Nous voici dans un clair-obscur, dans ce qui va introduire une désorientation : un deuil, une pathologie, une rupture, un âge clinique….En un mot, être exposé à une adversité, c’est prendre conscience de ses défaillances possibles. Une vie n’est pas quelque chose sur quoi on règne.

En résumé, la vulnérabilité :

  • N’est pas la faiblesse, mais l’expérience d’une fragilité, d’une finitude déposée dans notre condition humaine.
  • Nous individualise par le surgissement d’une conscience de soi et de notre devenir incertain et sans assurance.
  • Nous révèle que notre existence n’est jamais de l’ordre de la constance ni de la permanence, mais se définit par un pouvoir d’être affecté par une adversité que nous ne pouvons maîtriser.
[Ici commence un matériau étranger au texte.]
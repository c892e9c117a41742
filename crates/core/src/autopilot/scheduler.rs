//! The autopilot run loop.

use std::sync::atomic::{AtomicBool, Ordering};
use std::sync::Arc;
use std::time::Duration;

use chrono::Utc;
use tokio::sync::{watch, RwLock};
use tokio::task::JoinHandle;
use tracing::{error, info, warn};

use super::config::AutopilotConfig;
use super::tracker::TopicProgressTracker;
use super::types::{
    AutopilotError, AutopilotProgress, AutopilotReport, AutopilotState, AutopilotStatus,
    RunOutcome,
};
use crate::checkpoint::{keys, CheckpointStore, CheckpointStoreExt};
use crate::generator::{GeneratedImage, GenerationError, ParallelDispatcher};
use crate::library::{Asset, AssetSource, LibraryError, LibraryIndex, NewAsset};
use crate::metrics;
use crate::topics::{
    generated_dir, generated_filename, image_type_for_round, search_tags, ImageType, Topic,
    TopicCatalog,
};

/// Drives generation rounds until every backlog topic reaches its target.
///
/// Only one run may be active at a time. `run`/`spawn` fail with
/// [`AutopilotError::AlreadyRunning`] while another run is in progress.
pub struct AutopilotScheduler {
    config: AutopilotConfig,
    dispatcher: Arc<ParallelDispatcher>,
    library: Arc<dyn LibraryIndex>,
    checkpoints: Arc<dyn CheckpointStore>,
    topics: Arc<TopicCatalog>,
    running: AtomicBool,
    stop_requested: AtomicBool,
    finished: watch::Sender<()>,
    status: RwLock<AutopilotStatus>,
}

impl AutopilotScheduler {
    pub fn new(
        config: AutopilotConfig,
        dispatcher: Arc<ParallelDispatcher>,
        library: Arc<dyn LibraryIndex>,
        checkpoints: Arc<dyn CheckpointStore>,
        topics: Arc<TopicCatalog>,
    ) -> Self {
        let status = AutopilotStatus {
            target_per_topic: config.target_per_topic,
            ..Default::default()
        };
        Self {
            config,
            dispatcher,
            library,
            checkpoints,
            topics,
            running: AtomicBool::new(false),
            stop_requested: AtomicBool::new(false),
            finished: watch::channel(()).0,
            status: RwLock::new(status),
        }
    }

    /// The configuration used when a run is started without overrides.
    pub fn config(&self) -> &AutopilotConfig {
        &self.config
    }

    pub fn is_running(&self) -> bool {
        self.running.load(Ordering::SeqCst)
    }

    pub async fn state(&self) -> AutopilotState {
        self.status.read().await.state
    }

    pub async fn status(&self) -> AutopilotStatus {
        self.status.read().await.clone()
    }

    /// Ask the active run to stop at the next round boundary.
    ///
    /// Returns false when nothing is running.
    pub fn request_stop(&self) -> bool {
        if !self.is_running() {
            return false;
        }
        info!("Autopilot stop requested");
        self.stop_requested.store(true, Ordering::SeqCst);
        true
    }

    /// Request a stop and wait until the active run has returned.
    pub async fn stop(&self) {
        let mut finished = self.finished.subscribe();
        if !self.request_stop() {
            return;
        }
        while self.is_running() {
            if finished.changed().await.is_err() {
                break;
            }
        }
    }

    /// Load the persisted progress document.
    pub fn progress(&self) -> Result<AutopilotProgress, AutopilotError> {
        Ok(self.checkpoints.load(keys::AUTOPILOT_PROGRESS)?)
    }

    /// Forget which topics were completed so they can be revisited.
    pub fn reset_progress(&self) -> Result<(), AutopilotError> {
        if self.is_running() {
            return Err(AutopilotError::AlreadyRunning);
        }
        let progress = AutopilotProgress {
            completed_topics: Default::default(),
            ..self.progress()?
        };
        self.checkpoints
            .save(keys::AUTOPILOT_PROGRESS, &progress)?;
        info!("Autopilot progress reset");
        Ok(())
    }

    /// Run to completion with the default configuration.
    pub async fn run(&self) -> Result<AutopilotReport, AutopilotError> {
        self.run_with(self.config.clone()).await
    }

    /// Run to completion with an explicit configuration.
    pub async fn run_with(
        &self,
        config: AutopilotConfig,
    ) -> Result<AutopilotReport, AutopilotError> {
        self.begin()?;
        self.run_claimed(config).await
    }

    /// Start a run on a background task.
    ///
    /// The running check happens before the task is spawned, so a second
    /// call fails immediately instead of inside the task.
    pub fn spawn(
        self: &Arc<Self>,
        config: AutopilotConfig,
    ) -> Result<JoinHandle<Result<AutopilotReport, AutopilotError>>, AutopilotError> {
        self.begin()?;
        let this = Arc::clone(self);
        Ok(tokio::spawn(async move { this.run_claimed(config).await }))
    }

    fn begin(&self) -> Result<(), AutopilotError> {
        if self.running.swap(true, Ordering::SeqCst) {
            warn!("Autopilot already running");
            return Err(AutopilotError::AlreadyRunning);
        }
        self.stop_requested.store(false, Ordering::SeqCst);
        Ok(())
    }

    async fn run_claimed(&self, config: AutopilotConfig) -> Result<AutopilotReport, AutopilotError> {
        {
            let mut status = self.status.write().await;
            *status = AutopilotStatus {
                state: AutopilotState::Running,
                target_per_topic: config.target_per_topic,
                started_at: Some(Utc::now()),
                last_report: status.last_report.take(),
                ..Default::default()
            };
        }

        info!(
            target_per_topic = config.target_per_topic,
            parallelism = config.parallelism,
            max_topics = config.max_topics,
            "Autopilot started"
        );

        let result = self.execute(&config).await;

        let (state, outcome) = match &result {
            Ok(report) => match &report.outcome {
                RunOutcome::Completed => (AutopilotState::Completed, "completed"),
                RunOutcome::Stopped => (AutopilotState::Stopped, "stopped"),
                RunOutcome::Halted { .. } => (AutopilotState::Stopped, "halted"),
            },
            Err(_) => (AutopilotState::Stopped, "failed"),
        };
        metrics::AUTOPILOT_RUNS.with_label_values(&[outcome]).inc();

        {
            let mut status = self.status.write().await;
            status.state = state;
            status.stop_requested = false;
            status.current_topic = None;
            status.finished_at = Some(Utc::now());
            match &result {
                Ok(report) => {
                    status.last_report = Some(report.clone());
                    status.last_error = None;
                }
                Err(e) => status.last_error = Some(e.to_string()),
            }
        }

        match &result {
            Ok(report) => info!(
                outcome,
                images_created = report.images_created,
                topics_completed = report.topics_completed,
                rounds = report.rounds,
                "Autopilot finished"
            ),
            Err(e) => error!(error = %e, "Autopilot failed"),
        }

        self.stop_requested.store(false, Ordering::SeqCst);
        self.running.store(false, Ordering::SeqCst);
        self.finished.send_replace(());
        result
    }

    fn should_stop(&self) -> bool {
        self.stop_requested.load(Ordering::SeqCst)
    }

    async fn execute(&self, config: &AutopilotConfig) -> Result<AutopilotReport, AutopilotError> {
        if !self.dispatcher.has_providers() {
            return Err(AutopilotError::Provider(GenerationError::NotConfigured(
                "no image provider configured".to_string(),
            )));
        }

        let mut progress = self.progress()?;
        let counts = self.library.count_by_topic()?;
        let topics = self.topics.all_topics()?;
        let mut tracker = TopicProgressTracker::new(
            counts,
            progress.completed_topics.clone(),
            config.target_per_topic,
        );
        let backlog = tracker.backlog(&topics, config.max_topics);
        info!(
            backlog = backlog.len(),
            completed = tracker.completed().len(),
            "Autopilot backlog built"
        );
        self.status.write().await.backlog_size = backlog.len();

        let mut report = AutopilotReport::default();
        let round_delay = Duration::from_millis(config.round_delay_ms);

        'topics: for topic in &backlog {
            if self.should_stop() {
                report.outcome = RunOutcome::Stopped;
                break;
            }

            info!(
                topic = %topic.name,
                count = tracker.count(&topic.name),
                target = tracker.target(),
                "Processing topic"
            );
            {
                let mut status = self.status.write().await;
                status.current_topic = Some(topic.name.clone());
                status.current_count = tracker.count(&topic.name);
            }

            let mut round = 0usize;
            while !tracker.is_complete(&topic.name) {
                if self.should_stop() {
                    report.outcome = RunOutcome::Stopped;
                    break 'topics;
                }

                let image_type = image_type_for_round(round);
                let batch_size = (config.parallelism.max(1) as u64)
                    .min(tracker.remaining(&topic.name)) as usize;
                let requests = self
                    .dispatcher
                    .plan_batch(&topic.name, &config.destination, image_type.prompt, batch_size)
                    .map_err(AutopilotError::Provider)?;

                let images = match self
                    .dispatcher
                    .dispatch_batch_with(requests, config.parallelism)
                    .await {
                    Ok(images) => images,
                    Err(GenerationError::QuotaExhausted(reason)) => {
                        error!(topic = %topic.name, %reason, "Provider quota exhausted, halting autopilot");
                        self.save_progress(&mut progress, &tracker)?;
                        report.outcome = RunOutcome::Halted { reason };
                        return Ok(report);
                    }
                    Err(e) => {
                        error!(topic = %topic.name, error = %e, "Fatal provider error");
                        self.save_progress(&mut progress, &tracker)?;
                        return Err(AutopilotError::Provider(e));
                    }
                };

                if images.is_empty() {
                    warn!(
                        topic = %topic.name,
                        image_type = image_type.name,
                        "Round produced no images"
                    );
                    report.empty_rounds += 1;
                    metrics::AUTOPILOT_ROUNDS.with_label_values(&["empty"]).inc();
                } else {
                    metrics::AUTOPILOT_ROUNDS.with_label_values(&["produced"]).inc();
                }

                for image in images {
                    let asset = self.persist(topic, &image_type, image, &config.destination)?;
                    let count = tracker.advance(&topic.name);
                    report.images_created += 1;
                    metrics::IMAGES_GENERATED.inc();
                    info!(
                        topic = %topic.name,
                        path = %asset.path,
                        count,
                        target = tracker.target(),
                        "Image saved"
                    );

                    let mut status = self.status.write().await;
                    status.current_count = count;
                    status.images_created = report.images_created;
                }

                report.rounds += 1;
                round += 1;
                tokio::time::sleep(round_delay).await;
            }

            report.topics_processed += 1;
            if tracker.is_complete(&topic.name) && tracker.mark_complete(&topic.name) {
                report.topics_completed += 1;
                metrics::TOPICS_COMPLETED.inc();
                info!(topic = %topic.name, "Topic complete");
                self.save_progress(&mut progress, &tracker)?;
            }
            self.status.write().await.topics_processed = report.topics_processed;
        }

        progress.last_run = Some(Utc::now());
        self.save_progress(&mut progress, &tracker)?;
        Ok(report)
    }

    fn persist(
        &self,
        topic: &Topic,
        image_type: &ImageType,
        image: GeneratedImage,
        destination: &str,
    ) -> Result<Asset, LibraryError> {
        let asset = NewAsset {
            source: AssetSource::Generated,
            topic: topic.name.clone(),
            category: topic.category.clone(),
            image_type: image_type.name.to_string(),
            style: Some(image.style.name.to_string()),
            provider: Some(image.provider.as_str().to_string()),
            external_id: None,
            prompt: Some(image.prompt),
            title: None,
            source_url: None,
            tags: search_tags(topic, image_type, destination),
            relative_dir: generated_dir(topic),
            filename: generated_filename(topic, image_type, image.style.name, destination),
            bytes: image.bytes,
        };
        self.library.add(asset)
    }

    fn save_progress(
        &self,
        progress: &mut AutopilotProgress,
        tracker: &TopicProgressTracker,
    ) -> Result<(), AutopilotError> {
        progress.completed_topics = tracker.completed().clone();
        self.checkpoints.save(keys::AUTOPILOT_PROGRESS, progress)?;
        Ok(())
    }
}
II – LA VULNERABILITE EN SITUATION

Il est important de se rappeler que les personnes âgées, malades, en situation de handicap, sont souvent exposées à des images négatives, celles d’être des personnes par défaut, définies par leurs déficits. Cette perception relève d’un préjugé dominant estimant que la vulnérabilité serait bien une faiblesse.

Or, si nous sommes bien des êtres vulnérables, c’est parce que  nous sommes reliés à tout ce que nous n’avons pas choisi et que, par suite, nous avons reçu : notre corps, notre époque, notre famille, notre milieu d’appartenance etc…
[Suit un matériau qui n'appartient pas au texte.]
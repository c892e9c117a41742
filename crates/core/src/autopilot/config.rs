//! Autopilot configuration.

use serde::{Deserialize, Serialize};

/// Configuration for the autopilot scheduler.
#[derive(Debug, Clone, Serialize, Deserialize)]
pub struct AutopilotConfig {
    /// Images wanted per topic.
    #[serde(default = "default_target")]
    pub target_per_topic: u64,

    /// Images requested per round (2-4). Also sizes the worker pool.
    #[serde(default = "default_parallelism")]
    pub parallelism: usize,

    /// Pause after every round (milliseconds).
    #[serde(default = "default_round_delay")]
    pub round_delay_ms: u64,

    /// Topics taken from the backlog per run.
    #[serde(default = "default_max_topics")]
    pub max_topics: usize,

    /// Place name woven into prompts, tags and filenames.
    #[serde(default = "default_destination")]
    pub destination: String,
}

fn default_target() -> u64 {
    100
}

fn default_parallelism() -> usize {
    4
}

fn default_round_delay() -> u64 {
    3000 // 3 seconds
}

fn default_max_topics() -> usize {
    50
}

fn default_destination() -> String {
    "Dubai".to_string()
}

impl Default for AutopilotConfig {
    fn default() -> Self {
        Self {
            target_per_topic: default_target(),
            parallelism: default_parallelism(),
            round_delay_ms: default_round_delay(),
            max_topics: default_max_topics(),
            destination: default_destination(),
        }
    }
}

#[cfg(test)]
mod tests {
    use super::*;

    #[test]
    fn test_default_config() {
        let config = AutopilotConfig::default();
        assert_eq!(config.target_per_topic, 100);
        assert_eq!(config.parallelism, 4);
        assert_eq!(config.round_delay_ms, 3000);
        assert_eq!(config.max_topics, 50);
        assert_eq!(config.destination, "Dubai");
    }

    #[test]
    fn test_deserialize_partial() {
        let toml = r#"
            target_per_topic = 20
            parallelism = 2
        "#;
        let config: AutopilotConfig = toml::from_str(toml).unwrap();
        assert_eq!(config.target_per_topic, 20);
        assert_eq!(config.parallelism, 2);
        assert_eq!(config.round_delay_ms, 3000);
    }
}
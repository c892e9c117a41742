//! Retry configuration for provider calls.

use serde::{Deserialize, Serialize};
use std::time::Duration;

/// Retry policy applied to every provider call.
#[derive(Debug, Clone, Serialize, Deserialize)]
pub struct RetryConfig {
    /// Attempts per request, including the first.
    #[serde(default = "default_max_attempts")]
    pub max_attempts: u32,

    /// Base delay for rate-limit backoff (milliseconds).
    /// Attempt `n` (zero based) sleeps `base * 2^n`.
    #[serde(default = "default_base_delay")]
    pub base_delay_ms: u64,

    /// Fixed delay after transient or malformed failures (milliseconds).
    #[serde(default = "default_transient_delay")]
    pub transient_delay_ms: u64,
}

fn default_max_attempts() -> u32 {
    3
}

fn default_base_delay() -> u64 {
    5000 // 5 seconds
}

fn default_transient_delay() -> u64 {
    2000 // 2 seconds
}

impl Default for RetryConfig {
    fn default() -> Self {
        Self {
            max_attempts: default_max_attempts(),
            base_delay_ms: default_base_delay(),
            transient_delay_ms: default_transient_delay(),
        }
    }
}

impl RetryConfig {
    /// Backoff after a rate-limited attempt.
    pub fn backoff_delay(&self, attempt: u32) -> Duration {
        let factor = 1u64 << attempt.min(16);
        Duration::from_millis(self.base_delay_ms.saturating_mul(factor))
    }

    /// Delay after a transient or malformed attempt.
    pub fn transient_delay(&self) -> Duration {
        Duration::from_millis(self.transient_delay_ms)
    }
}

#[cfg(test)]
mod tests {
    use super::*;

    #[test]
    fn test_default_config() {
        let config = RetryConfig::default();
        assert_eq!(config.max_attempts, 3);
        assert_eq!(config.base_delay_ms, 5000);
        assert_eq!(config.transient_delay_ms, 2000);
    }

    #[test]
    fn test_backoff_doubles() {
        let config = RetryConfig::default();
        assert_eq!(config.backoff_delay(0), Duration::from_secs(5));
        assert_eq!(config.backoff_delay(1), Duration::from_secs(10));
        assert_eq!(config.backoff_delay(2), Duration::from_secs(20));
    }

    #[test]
    fn test_backoff_saturates() {
        let config = RetryConfig {
            base_delay_ms: u64::MAX / 2,
            ..Default::default()
        };
        assert_eq!(config.backoff_delay(40), Duration::from_millis(u64::MAX));
    }

    #[test]
    fn test_deserialize_partial() {
        let config: RetryConfig = toml::from_str("max_attempts = 5").unwrap();
        assert_eq!(config.max_attempts, 5);
        assert_eq!(config.base_delay_ms, 5000);
    }
}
Ces conditions initiales nous sont données, elles ne sont nullement équivalentes : il n’y a pas d’origine équitable ! Ce qui a pour conséquence immédiate que personne ne mérite sa situation de départ dans la vie. Une telle situation fait de nous des êtres incertains, déterminés par leurs appartenances, sans pour autant y être assujettis ; mais nous restons reliés à ce qui compose cette situation : des circonstances, un contexte, un milieu social. Par suite, à côté de nos choix, demeure la pesanteur de ce que nous sommes. Nous sommes des êtres sommés de vivre avec le poids d’un passé, d’une éducation reçue, des raisons de vivre transmises ou non. En un mot, toutes nos possibilités peuvent sans cesse être mises en crise par les conditions sociales de nos existences qui viennent nous affecter et nous déterminer. Aucun être humain n’est assuré d’être à la hauteur de tout ce dont il aurait pu être capable. Nous sommes faillibles, vulnérables, pris entre :

  • ce qui nous affecte de l’extérieur
  • et les ressources qui nous définissent

En résumé, nous sommes vulnérables chaque fois que nous rencontrons dans nos vies ce que nous ne maîtrisons pas, chaque fois que nous faisons l’expérience douloureuse de notre impuissance et de nos limites. La vulnérabilité nous renvoie à ce qui vient nous mettre à nu : la stupeur devant la brutalité d’un événement, d’un malheur, d’un deuil, d’un abandon, d’une précarité, de toute situation « où le sujet suffoque ».

III – LA VULNERABILITE HUMAINE FACE A SES EPREUVES

Qui sommes-nous devant les épreuves que nous traversons, face à la souffrance, la maladie, la vieillesse ?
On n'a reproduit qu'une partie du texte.